As a pragmatic trial of a model of service delivery, the inclusion criteria are simple and broad to enhance the external validity of the study. Patients must have a clinical diagnosis of COPD, diabetes, or IBS, identified from existing primary care systems using appropriate clinical registers (for COPD and diabetes) and Read codes (for IBS) and verified by the primary care professionals. Patients must also demonstrate sufficient English to be able to complete questionnaires; and there must be agreement from the practice that the patient is appropriate for research assessment. Exclusion criteria include patients in the palliative care stage of condition or the presence of mental health problems that reduce capacity to consent and participate.
Patients who have two or more of our index conditions, or a single index condition and another long-term condition are still included in the trial. Where a patient is identified as having two or more of the three trial conditions, clinical staff in the practice will be asked to determine which the main condition is, in order to assist with appropriate outcome measurement (see below).
Assessment of the individual patient's self-management support needs, in terms of their current capabilities and current illness trajectory.
Shared decision making about the appropriate type of self-management support based on that assessment (e.g., support from primary care, written information sources, long-term condition support groups or condition-specific education), facilitated by the PRISMS tool .
Facilitating patient access to support. This may involve signposting patients to various resources depending upon the outcomes of the assessment and shared decision-making processes. These may include access to the Expert Patients Programme (the UK version of the Chronic Disease Self-Management Programme), disease specific courses (such as pulmonary rehabilitation classes), or generic support such as befriending. The training encompasses ways health professionals can negotiate with patients about more appropriate utilisation of health service resources. In the case of IBS, this may also involve referral to psychological treatment services (cognitive behavioural therapy and hypnotherapy) for eligible patients (so-called 'stepped-up care'). Patients with IBS are informed of the possibility of referral to such services through information leaflets.

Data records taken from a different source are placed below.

use crate::models::kyc::KycSubmission;
use crate::models::limits::{ActivitySummary, LimitSettings, ResponsibleGamingLimits};
use crate::models::payment_request::{DepositRequest, RequestStatus, WithdrawalRequest};
use crate::models::transaction::{Transaction, TransactionStatus, TransactionType};
use crate::models::user::KycStatus;
use crate::services::responsible_gaming::ActivityReport;
use crate::utils::money::to_reais;
use chrono::{DateTime, Utc};
use serde::{Deserialize, Serialize};
use utoipa::{IntoParams, ToSchema};
use uuid::Uuid;

// Amounts crossing the API are reais (f64); storage stays in centavos.

#[derive(Debug, Deserialize, ToSchema)]
pub struct RegisterRequest {
    pub email: String,
    pub password: String,
    pub display_name: String,
}

#[derive(Debug, Serialize, Deserialize, ToSchema)]
pub struct RegisterResponse {
    pub user_id: Uuid,
    pub message: String,
}

#[derive(Debug, Deserialize, ToSchema)]
pub struct LoginRequest {
    pub email: String,
    pub password: String,
}

#[derive(Debug, Serialize, Deserialize, ToSchema)]
pub struct LoginResponse {
    pub token: String,
    pub expires_in: u64,
}

#[derive(Debug, Serialize, Deserialize, ToSchema)]
pub struct MessageResponse {
    pub message: String,
}

#[derive(Debug, Serialize, Deserialize, ToSchema)]
pub struct TransactionView {
    pub id: Uuid,
    pub tx_type: TransactionType,
    pub amount: f64,
    pub description: String,
    pub status: TransactionStatus,
    pub created_at: DateTime<Utc>,
}

impl From<Transaction> for TransactionView {
    fn from(tx: Transaction) -> Self {
        Self {
            id: tx.id,
            tx_type: tx.tx_type,
            amount: to_reais(tx.amount_cents),
            description: tx.description,
            status: tx.status,
            created_at: tx.created_at,
        }
    }
}

#[derive(Debug, Deserialize, IntoParams)]
#[into_params(parameter_in = Query)]
pub struct HistoryQuery {
    /// Maximum number of entries, newest first.
    pub limit: Option<i64>,
}

#[derive(Debug, Serialize, Deserialize, ToSchema)]
pub struct SpinRequest {
    pub bet: f64,
}

#[derive(Debug, Serialize, Deserialize, ToSchema)]
pub struct SpinResponse {
    pub session_id: Uuid,
    pub game_id: String,
    pub symbols: Vec<String>,
    pub bet: f64,
    pub win: f64,
    pub multiplier: f64,
    pub balance: f64,
}

#[derive(Debug, Serialize, Deserialize, ToSchema)]
pub struct LimitsView {
    pub daily_deposit: f64,
    pub monthly_deposit: f64,
    pub daily_bet: f64,
    pub monthly_bet: f64,
    pub daily_loss: f64,
    pub monthly_loss: f64,
    pub max_session_minutes: i64,
    pub alerts_enabled: bool,
}

impl From<LimitSettings> for LimitsView {
    fn from(s: LimitSettings) -> Self {
        Self {
            daily_deposit: to_reais(s.daily_deposit_cents),
            monthly_deposit: to_reais(s.monthly_deposit_cents),
            daily_bet: to_reais(s.daily_bet_cents),
            monthly_bet: to_reais(s.monthly_bet_cents),
            daily_loss: to_reais(s.daily_loss_cents),
            monthly_loss: to_reais(s.monthly_loss_cents),
            max_session_minutes: s.max_session_minutes,
            alerts_enabled: s.alerts_enabled,
        }
    }
}

#[derive(Debug, Serialize, Deserialize, ToSchema)]
pub struct PendingLimitsView {
    pub limits: LimitsView,
    pub effective_at: DateTime<Utc>,
}

#[derive(Debug, Serialize, Deserialize, ToSchema)]
pub struct LimitsResponse {
    pub limits: LimitsView,
    pub pending: Option<PendingLimitsView>,
    pub self_excluded_until: Option<DateTime<Utc>>,
}

impl From<ResponsibleGamingLimits> for LimitsResponse {
    fn from(l: ResponsibleGamingLimits) -> Self {
        Self {
            limits: l.settings.into(),
            pending: l.pending.map(|p| PendingLimitsView {
                limits: p.settings.into(),
                effective_at: p.effective_at,
            }),
            self_excluded_until: l.self_excluded_until,
        }
    }
}

#[derive(Debug, Serialize, Deserialize, ToSchema)]
pub struct ActivityResponse {
    pub deposited_today: f64,
    pub deposited_month: f64,
    pub bet_today: f64,
    pub bet_month: f64,
    pub lost_today: f64,
    pub lost_month: f64,
}

impl From<ActivitySummary> for ActivityResponse {
    fn from(a: ActivitySummary) -> Self {
        Self {
            deposited_today: to_reais(a.deposited_today_cents),
            deposited_month: to_reais(a.deposited_month_cents),
            bet_today: to_reais(a.bet_today_cents),
            bet_month: to_reais(a.bet_month_cents),
            lost_today: to_reais(a.lost_today_cents),
            lost_month: to_reais(a.lost_month_cents),
        }
    }
}

#[derive(Debug, Serialize, Deserialize, ToSchema)]
pub struct SelfExclusionRequest {
    pub days: i64,
}

#[derive(Debug, Serialize, Deserialize, ToSchema)]
pub struct SelfExclusionResponse {
    pub self_excluded_until: DateTime<Utc>,
}

#[derive(Debug, Deserialize, IntoParams)]
#[into_params(parameter_in = Query)]
pub struct ReportQuery {
    /// Defaults to 30 days before `to`.
    pub from: Option<DateTime<Utc>>,
    /// Defaults to now.
    pub to: Option<DateTime<Utc>>,
}

#[derive(Debug, Serialize, Deserialize, ToSchema)]
pub struct ReportResponse {
    pub from: DateTime<Utc>,
    pub to: DateTime<Utc>,
    pub limits: LimitsView,
    pub total_deposited: f64,
    pub total_bet: f64,
    pub total_won: f64,
    pub total_withdrawn: f64,
    pub transactions: Vec<TransactionView>,
}

impl From<ActivityReport> for ReportResponse {
    fn from(r: ActivityReport) -> Self {
        Self {
            from: r.from,
            to: r.to,
            limits: r.limits.into(),
            total_deposited: to_reais(r.deposited_cents),
            total_bet: to_reais(r.bet_cents),
            total_won: to_reais(r.won_cents),
            total_withdrawn: to_reais(r.withdrawn_cents),
            transactions: r.transactions.into_iter().map(Into::into).collect(),
        }
    }
}

#[derive(Debug, Serialize, Deserialize, ToSchema)]
pub struct CreateDepositRequest {
    pub amount: f64,
    pub description: Option<String>,
}

#[derive(Debug, Serialize, Deserialize, ToSchema)]
pub struct DepositView {
    pub txid: String,
    pub amount: f64,
    pub status: RequestStatus,
    pub pix_key: String,
    /// PIX "copia e cola" payload.
    pub br_code: String,
    /// Base64 SVG; only returned when the charge is created.
    pub qr_code_base64: Option<String>,
    /// Deposit limit left once this charge is paid; only returned when the charge is created.
    pub remaining_deposit_limit: Option<f64>,
    pub expires_at: DateTime<Utc>,
    pub created_at: DateTime<Utc>,
    pub decided_at: Option<DateTime<Utc>>,
}

impl DepositView {
    pub fn new(request: DepositRequest, qr_code_base64: Option<String>, remaining_limit_cents: Option<i64>) -> Self {
        Self {
            txid: request.external_id,
            amount: to_reais(request.amount_cents),
            status: request.status,
            pix_key: request.pix_key,
            br_code: request.br_code,
            qr_code_base64,
            remaining_deposit_limit: remaining_limit_cents.map(to_reais),
            expires_at: request.expires_at,
            created_at: request.created_at,
            decided_at: request.decided_at,
        }
    }
}

#[derive(Debug, Serialize, Deserialize, ToSchema)]
pub struct WebhookResponse {
    pub credited: bool,
}

#[derive(Debug, Serialize, Deserialize, ToSchema)]
pub struct CreateWithdrawalRequest {
    pub amount: f64,
    pub pix_key: String,
}

#[derive(Debug, Serialize, Deserialize, ToSchema)]
pub struct WithdrawalView {
    pub id: Uuid,
    pub user_id: Uuid,
    pub amount: f64,
    pub pix_key: String,
    pub status: RequestStatus,
    pub requested_at: DateTime<Utc>,
    pub decided_at: Option<DateTime<Utc>>,
    pub decided_by: Option<Uuid>,
}

impl From<WithdrawalRequest> for WithdrawalView {
    fn from(w: WithdrawalRequest) -> Self {
        Self {
            id: w.id,
            user_id: w.user_id,
            amount: to_reais(w.amount_cents),
            pix_key: w.pix_key,
            status: w.status,
            requested_at: w.requested_at,
            decided_at: w.decided_at,
            decided_by: w.decided_by,
        }
    }
}

#[derive(Debug, Serialize, Deserialize, ToSchema)]
pub struct WithdrawalDecisionRequest {
    pub approve: bool,
}

#[derive(Debug, Serialize, Deserialize, ToSchema)]
pub struct KycReviewRequest {
    pub approve: bool,
    pub reason: Option<String>,
}

#[derive(Debug, Deserialize, IntoParams)]
#[into_params(parameter_in = Query)]
pub struct KycListQuery {
    pub status: Option<KycStatus>,
}

#[derive(Debug, Serialize, ToSchema)]
pub struct KycStatusResponse {
    pub status: KycStatus,
    pub submission: Option<KycSubmission>,
}

/// Multipart form accepted by `POST /api/kyc`.
#[allow(dead_code)]
#[derive(ToSchema)]
pub struct KycUploadForm {
    pub cpf: String,
    pub full_name: String,
    /// `YYYY-MM-DD`.
    pub birth_date: String,
    pub phone: String,
    pub cep: String,
    pub street: String,
    pub number: String,
    pub complement: Option<String>,
    pub neighborhood: String,
    pub city: String,
    pub state: String,
    #[schema(value_type = String, format = Binary)]
    pub document_front: Vec<u8>,
    #[schema(value_type = String, format = Binary)]
    pub document_back: Vec<u8>,
    #[schema(value_type = String, format = Binary)]
    pub selfie: Vec<u8>,
}
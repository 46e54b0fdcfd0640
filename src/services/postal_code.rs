use crate::errors::{AppError, Result};
use crate::utils::validation::clean_cep;
use serde::{Deserialize, Serialize};
use std::time::Duration;
use tracing::{info, warn};
use utoipa::ToSchema;

/// Address fields a CEP resolves to; number and complement stay with the player.
#[derive(Debug, Clone, PartialEq, Eq, Serialize, ToSchema)]
pub struct CepAddress {
    pub cep: String,
    pub street: String,
    pub neighborhood: String,
    pub city: String,
    pub state: String,
}

#[derive(Debug, Deserialize)]
struct ViaCepResponse {
    #[serde(default)]
    erro: Option<serde_json::Value>,
    #[serde(default)]
    logradouro: String,
    #[serde(default)]
    bairro: String,
    #[serde(default)]
    localidade: String,
    #[serde(default)]
    uf: String,
}

pub struct PostalCodeService {
    client: reqwest::Client,
    base_url: String,
}

impl PostalCodeService {
    pub fn new(base_url: impl Into<String>) -> Result<Self> {
        let client = reqwest::Client::builder()
            .timeout(Duration::from_secs(5))
            .build()?;
        Ok(Self {
            client,
            base_url: base_url.into().trim_end_matches('/').to_string(),
        })
    }

    pub async fn lookup(&self, cep: &str) -> Result<CepAddress> {
        let cep = clean_cep(cep)?;
        let url = format!("{}/ws/{}/json/", self.base_url, cep);

        let response = self.client.get(&url).send().await.map_err(|e| {
            warn!(action = "cep_lookup_failed", cep = %cep, error = %e);
            AppError::NetworkError(e.to_string())
        })?;
        if response.status() == reqwest::StatusCode::BAD_REQUEST {
            return Err(AppError::ValidationError("CEP inválido.".to_string()));
        }
        if !response.status().is_success() {
            return Err(AppError::NetworkError(format!("CEP service returned {}", response.status())));
        }

        let body: ViaCepResponse = response.json().await?;
        let address = parse_response(&cep, body)?;
        info!(action = "cep_lookup", cep = %cep, city = %address.city);
        Ok(address)
    }
}

fn parse_response(cep: &str, body: ViaCepResponse) -> Result<CepAddress> {
    // The service answers 200 with `"erro": true` (or "true") for unknown codes.
    let not_found = match &body.erro {
        Some(serde_json::Value::Bool(flag)) => *flag,
        Some(serde_json::Value::String(flag)) => flag == "true",
        _ => false,
    };
    if not_found {
        return Err(AppError::NotFound("CEP não encontrado.".to_string()));
    }

    Ok(CepAddress {
        cep: cep.to_string(),
        street: body.logradouro,
        neighborhood: body.bairro,
        city: body.localidade,
        state: body.uf,
    })
}
use crate::models::user::KycStatus;
use chrono::{DateTime, NaiveDate, Utc};
use serde::{Deserialize, Serialize};
use utoipa::ToSchema;
use uuid::Uuid;

#[derive(Debug, Clone, Default, Serialize, Deserialize, ToSchema)]
pub struct Address {
    pub cep: String,
    pub street: String,
    pub number: String,
    pub complement: Option<String>,
    pub neighborhood: String,
    pub city: String,
    pub state: String,
}

#[derive(Debug, Clone, Serialize, ToSchema)]
pub struct KycSubmission {
    pub id: Uuid,
    pub user_id: Uuid,
    pub cpf: String,
    pub cpf_validated: bool,
    pub full_name: String,
    pub birth_date: NaiveDate,
    pub phone: String,
    pub address: Address,
    pub document_front_url: String,
    pub document_back_url: String,
    pub selfie_url: String,
    pub status: KycStatus,
    pub submitted_at: DateTime<Utc>,
    pub reviewed_at: Option<DateTime<Utc>>,
    pub reviewed_by: Option<Uuid>,
    pub rejection_reason: Option<String>,
}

All outcomes are at the level of the individual patient. Each practice sends eligible patients a questionnaire at baseline, to be returned directly to the research team. Follow-up questionnaires are sent at 6 and 12 months. The primary endpoint will be the 12-month follow-up of patient health outcomes and costs. The trial has three primary outcomes based on patient-reported measures: shared decision-making with GPs; self-efficacy; and generic health-related quality of life (Additional file 1). These represent core measures along the 'causal pathway' from intervention to health outcomes. The study will also collect a number of secondary outcomes, including disease-specific quality of life, self-management behaviours, service utilisation, empowerment, general health, social/role limitations, well-being, and vitality (Additional file 1). There is no blinding of patients or outcome assessors, although all outcomes are self-report. The analyst remains blind to allocation.
The study is a pragmatic cluster RCT using a wait list control (Figure 1). The intervention is designed to impact on all primary care staff in a practice, thus randomisation is at the level of the practice to avoid contamination.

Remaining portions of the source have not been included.